I don’t need to be patronized on the difference between zones and VM’s as I’m also one of those VMware users from 1999 in Brendan’s article.
Zones however are superior to VM’s because they don’t require hard pre-allocation of resources like virtual machines do, so they are a superior choice in environments where Windows isn’t desired or required.
As for my Linux hate, if Linux were so great and well made, I wouldn’t hate it. I like well made things.
> Zones however are superior to VM’s because they don’t require hard pre-allocation of resources like virtual machines do, so they are a superior choice in environments where Windows isn’t desired or required.
In public cloud that's not a problem, that's a requirement, so one VM wouldn't trash all its neighbors.

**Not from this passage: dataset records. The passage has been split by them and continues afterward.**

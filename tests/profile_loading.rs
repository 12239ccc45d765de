//! Loading profiles, configuration and reference data from host documents

mod common;

use marc_mapping::marcjson::{marcjson_str_to_record, record_to_marcjson};
use marc_mapping::{
    EntityType, MappingConfig, MappingError, MappingParameters, MappingPipeline, MappingProfile,
    MergePolicy, RuleKind,
};
use serde_json::{json, Value as Json};
use std::io::Write;
use tempfile::NamedTempFile;

const HOLDINGS_PROFILE: &str = r#"{
  "mappingRules": [
    { "name": "callNumber", "path": "holdings.callNumber", "value": "852$h" },
    {
      "name": "holdingsStatements",
      "path": "holdings.holdingsStatements[]",
      "repeatableFieldAction": "EXTEND_EXISTING",
      "subfields": [
        { "order": 0, "path": "holdings.holdingsStatements[]", "fields": [
          { "name": "statement", "path": "holdings.holdingsStatements[].statement", "value": "866$a" },
          { "name": "note", "path": "holdings.holdingsStatements[].note", "value": "866$z" }
        ] }
      ]
    },
    { "name": "discoverySuppress", "path": "holdings.discoverySuppress", "booleanFieldAction": "ALL_TRUE", "enabled": false }
  ]
}"#;

fn temp_file(contents: &str) -> NamedTempFile {
    let mut file = NamedTempFile::new().expect("temp file");
    file.write_all(contents.as_bytes()).expect("write temp file");
    file
}

#[test]
fn test_profile_from_file() {
    let file = temp_file(HOLDINGS_PROFILE);
    let profile = MappingProfile::from_path(file.path()).unwrap();

    let rules = profile.rules.as_ref().unwrap();
    assert_eq!(rules.len(), 3);
    assert_eq!(rules[1].kind(), RuleKind::Repeatable);
    assert_eq!(rules[1].repeatable_action, Some(MergePolicy::ExtendExisting));
    assert_eq!(profile.enabled_rules().count(), 2);
}

#[test]
fn test_invalid_profile_is_reported() {
    let err = MappingProfile::from_json_str(r#"{"mappingRules": 42}"#).unwrap_err();
    assert!(matches!(err, MappingError::InvalidProfile(_)));

    let missing = MappingProfile::from_path("/nonexistent/profile.json").unwrap_err();
    assert!(matches!(missing, MappingError::IoError(_)));
}

#[test]
fn test_config_from_file() {
    let file = temp_file(r#"{"holdingsGroupingField": "effectiveLocationId", "datePatterns": ["%Y%m%d"]}"#);
    let config = MappingConfig::from_path(file.path()).unwrap();

    assert_eq!(config.holdings_grouping_field, "effectiveLocationId");
    assert_eq!(config.date_patterns, vec!["%Y%m%d".to_string()]);
    assert!(config.requires_accepted_value("vendor"));
}

#[test]
fn test_parameters_from_json() {
    let parameters = MappingParameters::from_json_str(
        r#"{
          "tables": {
            "locations": [
              { "id": "loc-main", "code": "MAIN", "name": "Main Library" },
              { "id": "loc-web", "name": "Online" }
            ]
          },
          "tenantConfiguration": { "dateTimeZone": "Europe/Berlin" }
        }"#,
    )
    .unwrap();

    let accepted = parameters.accepted_values("locations");
    assert_eq!(accepted.get("loc-main").map(String::as_str), Some("Main Library (MAIN)"));
    assert_eq!(accepted.get("loc-web").map(String::as_str), Some("Online"));
    assert!(parameters.tenant_configuration.timezone().is_ok());
}

#[test]
fn test_holdings_from_marcjson() {
    let record = marcjson_str_to_record(
        r#"{
          "leader": "00000nx   2200000 a 4500",
          "fields": [
            { "001": "ho00000001" },
            { "852": { "ind1": "0", "ind2": " ", "subfields": [ { "b": "MAIN" }, { "h": "QA76.73 .R87" } ] } },
            { "866": { "ind1": " ", "ind2": "0", "subfields": [ { "a": "v.1-10" }, { "z": "gaps" } ] } },
            { "866": { "ind1": " ", "ind2": "0", "subfields": [ { "a": "v.11-20" } ] } }
          ]
        }"#,
    )
    .unwrap();
    assert_eq!(record_to_marcjson(&record)["fields"][0], json!({"001": "ho00000001"}));

    let profile = MappingProfile::from_json_str(HOLDINGS_PROFILE).unwrap();
    let outcome = MappingPipeline::default()
        .map(
            EntityType::Holdings,
            &profile,
            &record,
            Json::Null,
            &common::parameters(),
        )
        .unwrap();

    assert_eq!(
        outcome.documents,
        vec![json!({"holdings": {
            "callNumber": "QA76.73 .R87",
            "holdingsStatements": [
                {"statement": "v.1-10", "note": "gaps"},
                {"statement": "v.11-20", "note": "gaps"}
            ]
        }})]
    );
}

That is what containers are for. On SmartOS a container is used to constrain resource limits of a zone, but if a zone is using less than the limits it’s more efficient in terms of hardware. However, if one is not using this technology, one is forced to hard partition with virtual machines.
> As for my Linux hate, if Linux were so great and well made, I wouldn’t hate it.
With Linux running on ~10^11 devices, everything from watches to supercomputers to the Falcon 9 rocket, the market disagrees with you to a pretty comical extent.
Masses have always been wrong, to the extent that they burned and killed innocent people for one reason or another. No mass has ever produced any innovation; if you look at revolutionary inventions, they were always invented by single persons or very small, focused group of individuals, but never masses. Masses don't have the competence to judge whether that which they are following is good or bad, correct or incorrect. That's why they follow. It's what defines them as a mass.
As for Latin, this is the same reasoning of "learning" Linux and not understanding UNIX and mis-configuring the OS or breaking Linux backwards compatibility. Or re-inventing the wheel all the time while basic functionality like booting or the fiberchannel stack still do not work correctly after 20+ years.
Thank you masses for all the sleepless nights I was forced to endure because Linux has the same problems Solaris solved decades ago. Because masses know what's good and what's bad.
You're arguing one edge of a very much double-edged sword, and I must say (as someone that was deploying the linux-vserver patches by at least 2004) it's incredibly tiring to watch.
Yes there is definitely a way to praise alternatives without railing against the current discussion topic.
Some may appreciate being made aware of another technology; unfortunately this specific example reinforces the importance of marketing and pursuing mindshare.
No less tiring than reading about re-inventing virtualization in Linux. For both of us the fix is the same: either don’t read it or remark how tiresome it is.
Where we both agree is that it’s tiresome, but for very different reasons.
Perhaps it is because given technical capability, I cannot understand why Amazon is even being discussed when it is technically inferior to what Joyent offers and Amazon is the most expensive provider.
Sounds to me that your understanding is the real problem here. There are a lot of resources you can use to read up on the value proposition, and while I do think AWS is pretty expensive and perhaps priced a bit too high, it's a great platform that goes way beyond just the speed of the VM tech.
That had basically nothing to do with the architecture. The key reason was likely the diverging requirements between laptop (Apple) and server (IBM) chips.
Yeah I agree. It would be great if parts of the kernel could be written in a safer language. I think in 10 years that will be happening in at least some widely used OS, but most likely one that only supports a small range of architectures.
At least with GNU as you can use %r1, %r2 etc. as an "intrinsic part of the syntax". Which means you can't use a register name where an immediate is expected.
However that doesn't fix the gotcha with r0 being special, that is specified in the ISA. In fact it's that way precisely so you can load an immediate without needing a separate opcode.
Huh, never knew that... but I just tried it and GAS (the version Debian installed as powerpc-linux-gnu-as, at any rate) accepted "lwz %r0, %r5(%r0)". Snatching defeat from the jaws of victory...
It would still be a gotcha, but a pretty minor one if messing it up just resulted in an error. I suppose the approach taken by AArch64 and others is preferable, where one register is just completely reserved as constant 0 rather than only in some encodings.